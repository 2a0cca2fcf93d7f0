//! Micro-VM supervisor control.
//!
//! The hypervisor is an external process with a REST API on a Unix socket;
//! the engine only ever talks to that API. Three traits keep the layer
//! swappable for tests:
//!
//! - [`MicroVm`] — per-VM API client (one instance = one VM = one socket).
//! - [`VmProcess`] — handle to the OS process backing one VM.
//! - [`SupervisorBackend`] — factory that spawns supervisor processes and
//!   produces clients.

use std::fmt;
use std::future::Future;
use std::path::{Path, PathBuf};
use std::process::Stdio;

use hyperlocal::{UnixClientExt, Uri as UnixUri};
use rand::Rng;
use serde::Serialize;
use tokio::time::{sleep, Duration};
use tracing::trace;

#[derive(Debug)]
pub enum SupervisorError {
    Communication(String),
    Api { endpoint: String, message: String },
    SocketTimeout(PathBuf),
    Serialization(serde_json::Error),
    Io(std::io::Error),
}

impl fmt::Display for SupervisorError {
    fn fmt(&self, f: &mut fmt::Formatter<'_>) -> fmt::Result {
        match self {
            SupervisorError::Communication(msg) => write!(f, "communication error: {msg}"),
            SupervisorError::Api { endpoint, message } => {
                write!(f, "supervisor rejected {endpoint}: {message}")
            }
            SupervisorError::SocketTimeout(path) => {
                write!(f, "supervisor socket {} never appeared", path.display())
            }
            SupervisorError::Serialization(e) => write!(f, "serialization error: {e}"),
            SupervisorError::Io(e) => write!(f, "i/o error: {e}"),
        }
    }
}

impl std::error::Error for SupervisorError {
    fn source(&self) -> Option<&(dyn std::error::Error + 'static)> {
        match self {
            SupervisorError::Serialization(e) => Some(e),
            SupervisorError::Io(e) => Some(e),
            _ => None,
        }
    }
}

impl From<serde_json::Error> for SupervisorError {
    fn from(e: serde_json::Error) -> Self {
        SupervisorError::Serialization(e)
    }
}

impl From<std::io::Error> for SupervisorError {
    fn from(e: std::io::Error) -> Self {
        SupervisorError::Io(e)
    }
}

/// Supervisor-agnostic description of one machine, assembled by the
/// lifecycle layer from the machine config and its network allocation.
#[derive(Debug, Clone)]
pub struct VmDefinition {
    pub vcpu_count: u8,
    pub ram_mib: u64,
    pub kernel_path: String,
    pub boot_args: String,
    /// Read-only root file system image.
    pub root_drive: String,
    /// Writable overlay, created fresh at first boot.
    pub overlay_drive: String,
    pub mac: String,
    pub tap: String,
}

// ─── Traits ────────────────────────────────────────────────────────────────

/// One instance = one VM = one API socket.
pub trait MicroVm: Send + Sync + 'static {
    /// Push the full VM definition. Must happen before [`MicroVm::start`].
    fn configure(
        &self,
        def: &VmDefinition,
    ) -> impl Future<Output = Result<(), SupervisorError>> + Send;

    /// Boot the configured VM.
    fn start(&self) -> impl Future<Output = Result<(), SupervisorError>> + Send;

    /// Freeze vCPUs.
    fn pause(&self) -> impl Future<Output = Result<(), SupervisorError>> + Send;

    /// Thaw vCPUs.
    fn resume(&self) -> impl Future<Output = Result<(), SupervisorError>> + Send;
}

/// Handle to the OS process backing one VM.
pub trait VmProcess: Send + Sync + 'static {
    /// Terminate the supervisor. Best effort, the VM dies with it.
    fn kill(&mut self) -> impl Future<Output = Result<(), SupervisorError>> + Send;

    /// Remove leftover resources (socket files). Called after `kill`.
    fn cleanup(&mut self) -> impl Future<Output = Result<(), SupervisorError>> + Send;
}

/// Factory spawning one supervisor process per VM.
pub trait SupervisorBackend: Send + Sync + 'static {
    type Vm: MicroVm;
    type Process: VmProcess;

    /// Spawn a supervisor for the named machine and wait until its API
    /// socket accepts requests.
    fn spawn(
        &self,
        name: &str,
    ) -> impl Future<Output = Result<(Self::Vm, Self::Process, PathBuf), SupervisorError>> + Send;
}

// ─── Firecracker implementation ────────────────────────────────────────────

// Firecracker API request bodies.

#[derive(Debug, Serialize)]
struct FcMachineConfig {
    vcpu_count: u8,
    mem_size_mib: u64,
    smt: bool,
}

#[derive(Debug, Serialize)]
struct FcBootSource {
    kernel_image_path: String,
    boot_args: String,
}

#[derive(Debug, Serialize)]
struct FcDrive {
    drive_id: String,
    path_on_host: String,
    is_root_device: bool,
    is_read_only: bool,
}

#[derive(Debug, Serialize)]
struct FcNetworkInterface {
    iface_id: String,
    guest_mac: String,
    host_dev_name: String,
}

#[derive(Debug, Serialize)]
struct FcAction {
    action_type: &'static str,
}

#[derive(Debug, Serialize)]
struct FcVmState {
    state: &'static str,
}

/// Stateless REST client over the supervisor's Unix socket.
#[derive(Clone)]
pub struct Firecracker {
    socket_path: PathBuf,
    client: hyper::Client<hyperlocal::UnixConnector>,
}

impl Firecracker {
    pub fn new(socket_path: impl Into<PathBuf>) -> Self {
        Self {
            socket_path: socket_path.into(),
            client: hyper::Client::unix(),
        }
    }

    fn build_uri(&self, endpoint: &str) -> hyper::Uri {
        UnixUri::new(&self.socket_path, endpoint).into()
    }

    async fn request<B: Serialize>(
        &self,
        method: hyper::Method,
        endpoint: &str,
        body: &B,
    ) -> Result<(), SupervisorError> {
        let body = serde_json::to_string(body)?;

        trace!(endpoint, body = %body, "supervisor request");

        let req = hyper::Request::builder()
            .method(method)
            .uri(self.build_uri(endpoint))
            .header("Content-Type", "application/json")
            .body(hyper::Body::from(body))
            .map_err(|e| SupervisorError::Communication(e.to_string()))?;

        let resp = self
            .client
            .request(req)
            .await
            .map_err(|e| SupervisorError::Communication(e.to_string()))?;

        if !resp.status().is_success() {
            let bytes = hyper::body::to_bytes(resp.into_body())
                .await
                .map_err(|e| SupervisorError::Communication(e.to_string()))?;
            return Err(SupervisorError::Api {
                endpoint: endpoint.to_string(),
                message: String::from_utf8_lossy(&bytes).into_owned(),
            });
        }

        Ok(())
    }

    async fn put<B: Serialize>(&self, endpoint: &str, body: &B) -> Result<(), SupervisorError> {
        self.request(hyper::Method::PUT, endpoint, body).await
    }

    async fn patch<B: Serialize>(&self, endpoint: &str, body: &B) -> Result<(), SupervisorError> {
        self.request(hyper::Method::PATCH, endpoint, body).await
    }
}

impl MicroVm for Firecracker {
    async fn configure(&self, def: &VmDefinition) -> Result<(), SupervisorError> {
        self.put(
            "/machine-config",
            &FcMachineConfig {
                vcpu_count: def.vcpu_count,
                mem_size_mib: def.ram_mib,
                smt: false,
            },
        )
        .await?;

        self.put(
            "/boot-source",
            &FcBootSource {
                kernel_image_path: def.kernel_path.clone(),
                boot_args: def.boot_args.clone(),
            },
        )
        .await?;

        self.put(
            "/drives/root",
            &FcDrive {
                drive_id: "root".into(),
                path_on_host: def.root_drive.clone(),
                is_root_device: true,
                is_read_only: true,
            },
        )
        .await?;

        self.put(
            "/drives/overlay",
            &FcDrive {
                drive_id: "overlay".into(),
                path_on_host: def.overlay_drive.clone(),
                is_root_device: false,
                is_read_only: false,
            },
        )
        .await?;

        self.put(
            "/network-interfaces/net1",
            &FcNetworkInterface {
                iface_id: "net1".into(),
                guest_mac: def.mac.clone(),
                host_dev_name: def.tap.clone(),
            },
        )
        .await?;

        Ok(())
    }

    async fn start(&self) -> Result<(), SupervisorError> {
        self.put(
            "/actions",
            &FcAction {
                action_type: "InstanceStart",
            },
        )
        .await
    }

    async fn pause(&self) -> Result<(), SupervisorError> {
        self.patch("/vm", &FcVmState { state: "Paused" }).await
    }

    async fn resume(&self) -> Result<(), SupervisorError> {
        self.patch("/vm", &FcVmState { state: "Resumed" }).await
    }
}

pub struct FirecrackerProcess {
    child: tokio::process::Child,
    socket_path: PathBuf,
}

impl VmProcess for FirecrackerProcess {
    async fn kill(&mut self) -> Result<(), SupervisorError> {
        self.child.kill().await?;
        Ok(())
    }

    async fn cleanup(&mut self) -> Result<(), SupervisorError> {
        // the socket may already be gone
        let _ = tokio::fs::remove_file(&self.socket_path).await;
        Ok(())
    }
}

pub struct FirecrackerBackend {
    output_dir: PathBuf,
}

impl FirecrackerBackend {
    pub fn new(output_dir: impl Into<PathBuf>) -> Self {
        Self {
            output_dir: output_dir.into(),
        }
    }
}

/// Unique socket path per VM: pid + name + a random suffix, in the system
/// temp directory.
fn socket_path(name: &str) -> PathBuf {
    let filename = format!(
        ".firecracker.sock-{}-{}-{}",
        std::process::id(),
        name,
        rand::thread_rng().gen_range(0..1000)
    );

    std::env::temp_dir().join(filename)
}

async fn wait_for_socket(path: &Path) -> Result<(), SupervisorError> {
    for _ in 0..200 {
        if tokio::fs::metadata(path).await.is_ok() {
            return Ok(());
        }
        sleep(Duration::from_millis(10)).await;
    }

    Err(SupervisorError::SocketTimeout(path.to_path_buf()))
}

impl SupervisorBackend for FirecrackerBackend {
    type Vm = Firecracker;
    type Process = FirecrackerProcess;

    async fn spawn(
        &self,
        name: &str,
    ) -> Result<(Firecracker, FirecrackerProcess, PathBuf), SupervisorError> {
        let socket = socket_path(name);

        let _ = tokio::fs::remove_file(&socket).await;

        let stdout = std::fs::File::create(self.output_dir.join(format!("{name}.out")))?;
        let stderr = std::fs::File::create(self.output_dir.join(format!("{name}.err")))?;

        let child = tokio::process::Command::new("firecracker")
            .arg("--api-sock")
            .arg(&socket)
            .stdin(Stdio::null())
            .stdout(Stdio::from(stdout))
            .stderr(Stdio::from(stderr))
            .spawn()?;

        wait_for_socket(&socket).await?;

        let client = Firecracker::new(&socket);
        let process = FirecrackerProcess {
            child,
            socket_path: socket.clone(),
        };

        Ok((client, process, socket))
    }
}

==

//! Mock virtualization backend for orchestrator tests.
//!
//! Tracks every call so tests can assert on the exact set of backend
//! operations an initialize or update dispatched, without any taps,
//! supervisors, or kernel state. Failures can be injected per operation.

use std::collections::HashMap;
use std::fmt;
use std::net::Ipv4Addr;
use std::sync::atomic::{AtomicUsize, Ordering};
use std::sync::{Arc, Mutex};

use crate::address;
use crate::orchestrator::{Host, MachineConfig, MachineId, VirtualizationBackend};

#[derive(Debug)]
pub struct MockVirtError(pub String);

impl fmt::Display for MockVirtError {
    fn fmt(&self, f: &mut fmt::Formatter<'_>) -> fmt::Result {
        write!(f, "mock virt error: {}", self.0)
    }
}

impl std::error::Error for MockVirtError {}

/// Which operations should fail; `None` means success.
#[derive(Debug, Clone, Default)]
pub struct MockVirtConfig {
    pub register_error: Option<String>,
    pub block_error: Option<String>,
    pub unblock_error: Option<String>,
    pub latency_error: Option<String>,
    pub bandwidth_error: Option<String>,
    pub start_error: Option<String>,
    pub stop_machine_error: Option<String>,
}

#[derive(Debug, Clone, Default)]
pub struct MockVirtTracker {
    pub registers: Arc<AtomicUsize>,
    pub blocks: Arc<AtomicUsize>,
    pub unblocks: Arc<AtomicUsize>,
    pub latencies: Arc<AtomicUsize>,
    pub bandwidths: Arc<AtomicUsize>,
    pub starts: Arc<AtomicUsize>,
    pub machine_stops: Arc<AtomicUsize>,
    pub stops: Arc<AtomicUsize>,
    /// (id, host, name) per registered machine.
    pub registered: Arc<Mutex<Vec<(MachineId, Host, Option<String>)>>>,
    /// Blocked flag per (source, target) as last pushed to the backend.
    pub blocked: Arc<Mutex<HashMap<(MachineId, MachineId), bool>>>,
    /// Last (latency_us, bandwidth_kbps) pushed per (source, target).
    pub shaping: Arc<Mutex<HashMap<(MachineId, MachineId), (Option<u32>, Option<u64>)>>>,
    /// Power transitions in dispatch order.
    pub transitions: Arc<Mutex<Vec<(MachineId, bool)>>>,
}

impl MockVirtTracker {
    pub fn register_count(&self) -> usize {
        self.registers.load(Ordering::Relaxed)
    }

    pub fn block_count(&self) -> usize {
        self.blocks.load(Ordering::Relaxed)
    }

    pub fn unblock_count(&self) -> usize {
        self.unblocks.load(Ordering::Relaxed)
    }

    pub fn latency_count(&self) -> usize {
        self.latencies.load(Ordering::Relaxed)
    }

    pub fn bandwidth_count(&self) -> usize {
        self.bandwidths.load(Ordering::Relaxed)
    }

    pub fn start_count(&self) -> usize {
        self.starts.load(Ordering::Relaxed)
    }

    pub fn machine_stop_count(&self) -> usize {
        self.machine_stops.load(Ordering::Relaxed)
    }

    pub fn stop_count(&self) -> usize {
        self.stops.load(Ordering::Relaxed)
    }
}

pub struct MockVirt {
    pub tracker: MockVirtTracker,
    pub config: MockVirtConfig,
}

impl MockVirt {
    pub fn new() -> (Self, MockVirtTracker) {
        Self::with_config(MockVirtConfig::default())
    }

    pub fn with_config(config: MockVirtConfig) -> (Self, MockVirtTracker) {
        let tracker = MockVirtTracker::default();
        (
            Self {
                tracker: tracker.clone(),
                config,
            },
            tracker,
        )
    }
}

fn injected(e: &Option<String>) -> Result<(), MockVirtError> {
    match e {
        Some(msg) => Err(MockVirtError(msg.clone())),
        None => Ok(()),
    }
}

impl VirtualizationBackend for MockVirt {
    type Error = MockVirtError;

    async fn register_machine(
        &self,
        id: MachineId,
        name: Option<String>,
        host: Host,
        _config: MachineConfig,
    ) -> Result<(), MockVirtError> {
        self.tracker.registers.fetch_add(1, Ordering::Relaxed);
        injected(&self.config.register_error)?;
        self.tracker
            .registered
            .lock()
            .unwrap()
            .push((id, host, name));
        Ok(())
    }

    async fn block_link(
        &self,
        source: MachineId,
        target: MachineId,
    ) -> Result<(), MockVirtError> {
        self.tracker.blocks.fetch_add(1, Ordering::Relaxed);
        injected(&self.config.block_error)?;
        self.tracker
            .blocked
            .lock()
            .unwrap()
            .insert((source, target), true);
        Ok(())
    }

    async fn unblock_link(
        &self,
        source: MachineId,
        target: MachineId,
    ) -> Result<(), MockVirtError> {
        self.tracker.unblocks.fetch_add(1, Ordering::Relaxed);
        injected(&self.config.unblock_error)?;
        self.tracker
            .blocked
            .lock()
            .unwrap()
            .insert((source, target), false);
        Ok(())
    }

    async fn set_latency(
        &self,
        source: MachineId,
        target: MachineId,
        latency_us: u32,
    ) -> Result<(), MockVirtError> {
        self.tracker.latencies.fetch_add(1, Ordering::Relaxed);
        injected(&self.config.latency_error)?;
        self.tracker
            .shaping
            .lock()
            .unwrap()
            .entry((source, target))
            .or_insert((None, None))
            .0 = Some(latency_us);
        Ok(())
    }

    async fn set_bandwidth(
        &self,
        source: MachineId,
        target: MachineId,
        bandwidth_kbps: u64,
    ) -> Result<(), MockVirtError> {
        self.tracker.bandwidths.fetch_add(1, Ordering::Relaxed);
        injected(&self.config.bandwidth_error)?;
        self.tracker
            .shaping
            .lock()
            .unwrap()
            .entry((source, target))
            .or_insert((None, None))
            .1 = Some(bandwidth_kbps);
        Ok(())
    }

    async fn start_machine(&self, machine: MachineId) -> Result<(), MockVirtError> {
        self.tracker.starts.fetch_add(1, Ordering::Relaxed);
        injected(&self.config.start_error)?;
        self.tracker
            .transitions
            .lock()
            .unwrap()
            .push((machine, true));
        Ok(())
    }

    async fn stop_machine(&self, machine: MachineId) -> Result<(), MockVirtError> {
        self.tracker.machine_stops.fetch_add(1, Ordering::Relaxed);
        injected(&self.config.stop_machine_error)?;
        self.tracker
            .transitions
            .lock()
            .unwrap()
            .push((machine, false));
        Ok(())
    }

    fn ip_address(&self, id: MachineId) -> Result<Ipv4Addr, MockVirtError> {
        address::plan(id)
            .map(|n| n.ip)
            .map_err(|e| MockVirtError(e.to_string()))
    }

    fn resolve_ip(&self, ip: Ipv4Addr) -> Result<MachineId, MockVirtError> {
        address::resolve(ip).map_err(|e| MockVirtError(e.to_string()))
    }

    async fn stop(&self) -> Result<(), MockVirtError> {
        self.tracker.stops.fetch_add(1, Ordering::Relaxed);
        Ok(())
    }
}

**Task prompt**: What lines in the material above hold the string "transitions"? List them.

**Written response**:
    /// Power transitions in dispatch order.
    pub transitions: Arc<Mutex<Vec<(MachineId, bool)>>>,
            .transitions
            .transitions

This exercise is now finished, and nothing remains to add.